At the hearing, the agency requested data that would further assess risks and benefits of the products already on the market. Toxicologist Edward Krenzelok the Rocky Mountain Poison and Drug Center in Denver said that nearly 80,000 calls related to homeopathic regional poison control centers from 06 to 2013, 98% of callers reported no effect or side effects of the exposure. Most children-92% of calls -involved under 6.

This relatively clean safety record has been a starting point for many supporters of homeopathy talking. Pediatrician Robert Dumont Raby Institute for Integrative Medicine in Chicago, Illinois, who praised homeopathic remedies as "exceptionally versatile in many medical problems," assured the panel that he did not care about negative interactions with other drugs, because concentrations it generally recommends, "there is nothing in there to interact."

But others have argued that the real risk to public health emerge when consumers uninformed decide to use homeopathic remedies instead of proven medical treatments. Janine Jagger, a professor of medicine at the University of Virginia in Charlottesville and president of Familial Mediterranean Fever Foundation, described over-the-counter homeopathic remedies that list the same active ingredient as a prescription treatment for a rare genetic inflammatory disease. patients who believe that highly diluted substances is comparable to prescription medication may suffer serious harm, she said. "I need to explain more and more and more patients ... and there are cases that I will never have the chance to explain it," she said. "I would have with the FDA."

Just what kind of changes FDA would consider, if necessary, are not yet clear. Schnedar FDA is careful not to suggest that it plans to tighten regulations. "There is no preconceived options on the table," she said.

Several speakers made suggestions.
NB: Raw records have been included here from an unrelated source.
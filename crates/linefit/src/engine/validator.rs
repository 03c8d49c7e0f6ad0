//! Input validation and table cleaning.
//!
//! ## Purpose
//!
//! This module provides the validation functions for raw table rows,
//! reporter configuration, and sample counts. It implements the cleaning
//! pass that turns the widget's rows into a [`SampleSet`].
//!
//! ## Design notes
//!
//! * **Fail-Fast**: Validation stops at the first error encountered.
//! * **Drop before coerce**: A row with a blank cell is skipped before
//!   either of its cells is interpreted, so an incomplete row never
//!   raises a parse error.
//! * **No partial output**: A non-numeric retained cell fails the whole
//!   cleaning pass; no partial sample set escapes.
//! * **Generics**: Cleaning is generic over `Float` types.
//!
//! ## Key concepts
//!
//! * **Blank vs invalid**: Blank cells (and mid-edit NaN values from
//!   numeric widgets) are expected and skipped; text that fails to parse
//!   is an input error the user must fix.
//! * **Coercion strategy**: One entry point serves both widget variants;
//!   [`CellCoercion`] selects the interpretation.
//!
//! ## Invariants
//!
//! * A returned [`SampleSet`] contains only finite values.
//! * Validation logic is deterministic and side-effect free.
//!
//! ## Non-goals
//!
//! * This module does not fit anything.
//! * This module does not correct invalid input.

// Feature-gated imports
#[cfg(not(feature = "std"))]
use alloc::format;
#[cfg(not(feature = "std"))]
use alloc::string::String;

// External dependencies
use core::str::FromStr;
use num_traits::Float;

// Internal dependencies
use crate::math::parse::{parse_cell, ParsedCell};
use crate::math::render::Precision;
use crate::primitives::errors::LineFitError;
use crate::primitives::table::{CellCoercion, Column, RawCell, RawRow, SampleSet};

/// Minimum valid rows for a line fit.
pub const MIN_ROWS: usize = 2;

/// Largest digit or place count a `f64` rendering can honor.
const MAX_PRECISION: usize = 17;

// ============================================================================
// Validator
// ============================================================================

/// Validation utility for reporter configuration and table input.
///
/// Provides static methods that return `Result<(), LineFitError>` (or the
/// cleaned sample set) and fail fast upon the first violation.
pub struct Validator;

impl Validator {
    // ========================================================================
    // Table Cleaning
    // ========================================================================

    /// Clean raw rows into a validated sample set.
    ///
    /// Rows with a blank cell (or, under [`CellCoercion::Numeric`], a
    /// non-finite value) are dropped and counted. Any retained cell that
    /// cannot be coerced to a finite float fails the whole pass with
    /// [`LineFitError::NonNumericCell`].
    pub fn clean_rows<T: Float + FromStr>(
        rows: &[RawRow<T>],
        coercion: CellCoercion,
    ) -> Result<SampleSet<T>, LineFitError> {
        let mut samples = SampleSet::with_capacity(rows.len());

        for (index, row) in rows.iter().enumerate() {
            let cx = Self::coerce_cell(&row.x, coercion);
            let cy = Self::coerce_cell(&row.y, coercion);

            // A blank cell drops the row before its sibling is judged.
            if cx == ParsedCell::Blank || cy == ParsedCell::Blank {
                samples.dropped += 1;
                continue;
            }

            if cx == ParsedCell::Invalid {
                return Err(Self::non_numeric(index, Column::X, &row.x));
            }
            if cy == ParsedCell::Invalid {
                return Err(Self::non_numeric(index, Column::Y, &row.y));
            }

            if let (ParsedCell::Value(x), ParsedCell::Value(y)) = (cx, cy) {
                samples.push(x, y);
            }
        }

        Ok(samples)
    }

    /// Interpret one cell under the configured coercion strategy.
    fn coerce_cell<T: Float + FromStr>(cell: &RawCell<T>, coercion: CellCoercion) -> ParsedCell<T> {
        match cell {
            RawCell::Empty => ParsedCell::Blank,
            // Numeric widgets report NaN for cells in an invalid
            // intermediate state; treat those rows as incomplete.
            RawCell::Number(value) => {
                if value.is_finite() {
                    ParsedCell::Value(*value)
                } else {
                    ParsedCell::Blank
                }
            }
            RawCell::Text(text) => match coercion {
                // A text cell from a numeric widget violates the widget
                // contract; surface it instead of silently dropping data.
                CellCoercion::Numeric => ParsedCell::Invalid,
                CellCoercion::Text => parse_cell(text),
            },
        }
    }

    /// Build the non-numeric-cell error with the offending content.
    fn non_numeric<T: Float>(row: usize, column: Column, cell: &RawCell<T>) -> LineFitError {
        let cell = match cell {
            RawCell::Text(text) => text.clone(),
            RawCell::Number(value) => format!("{}", value.to_f64().unwrap_or(f64::NAN)),
            RawCell::Empty => String::new(),
        };
        LineFitError::NonNumericCell { row, column, cell }
    }

    // ========================================================================
    // Core Input Validation
    // ========================================================================

    /// Validate that enough rows survived cleaning for a line fit.
    pub fn validate_sample_count(got: usize) -> Result<(), LineFitError> {
        if got < MIN_ROWS {
            return Err(LineFitError::InsufficientData { got, min: MIN_ROWS });
        }
        Ok(())
    }

    /// Validate parallel x/y arrays supplied directly by a caller.
    pub fn validate_parallel_inputs<T: Float>(x: &[T], y: &[T]) -> Result<(), LineFitError> {
        if x.len() != y.len() {
            return Err(LineFitError::MismatchedInputs {
                x_len: x.len(),
                y_len: y.len(),
            });
        }
        Ok(())
    }

    // ========================================================================
    // Configuration Validation
    // ========================================================================

    /// Validate a precision mode's digit and place counts.
    pub fn validate_precision(precision: &Precision) -> Result<(), LineFitError> {
        match *precision {
            Precision::Significant {
                coefficient_digits,
                r_squared_digits,
            } => {
                Self::validate_digits("coefficient_digits", coefficient_digits)?;
                Self::validate_digits("r_squared_digits", r_squared_digits)?;
            }
            Precision::Fixed {
                coefficient_places,
                r_squared_places,
            } => {
                Self::validate_places("coefficient_places", coefficient_places)?;
                Self::validate_places("r_squared_places", r_squared_places)?;
            }
        }
        Ok(())
    }

    /// Significant digits must be in `1..=17`.
    fn validate_digits(parameter: &'static str, got: usize) -> Result<(), LineFitError> {
        if got == 0 || got > MAX_PRECISION {
            return Err(LineFitError::InvalidPrecision { parameter, got });
        }
        Ok(())
    }

    /// Decimal places must be at most 17.
    fn validate_places(parameter: &'static str, got: usize) -> Result<(), LineFitError> {
        if got > MAX_PRECISION {
            return Err(LineFitError::InvalidPrecision { parameter, got });
        }
        Ok(())
    }

    /// Validate that no parameter was set multiple times in the builder.
    pub fn validate_no_duplicates(
        duplicate_param: Option<&'static str>,
    ) -> Result<(), LineFitError> {
        if let Some(parameter) = duplicate_param {
            return Err(LineFitError::DuplicateParameter { parameter });
        }
        Ok(())
    }
}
Dora argued that the FDA should submit homeopathic products to the same process prior approval for marketing other drugs, a costly proposition for both regulators and manufacturers. others, including Adriane Fugh-Berman of Georgetown University in Washington, DC, suggested that FDA could at least clear product labels, for example, listing the concentrations of ingredients in milligrams rather than the number of times they were ritually diluted.

Fugh-Berman suspect that, after decades a policy essentially hands-off, the current popularity of homeopathic products can ultimately inspire FDA to draft new regulations. "There were several moments in history where people have simply ignored homeopathy because they thought he was dying, "she said," And it keeps coming.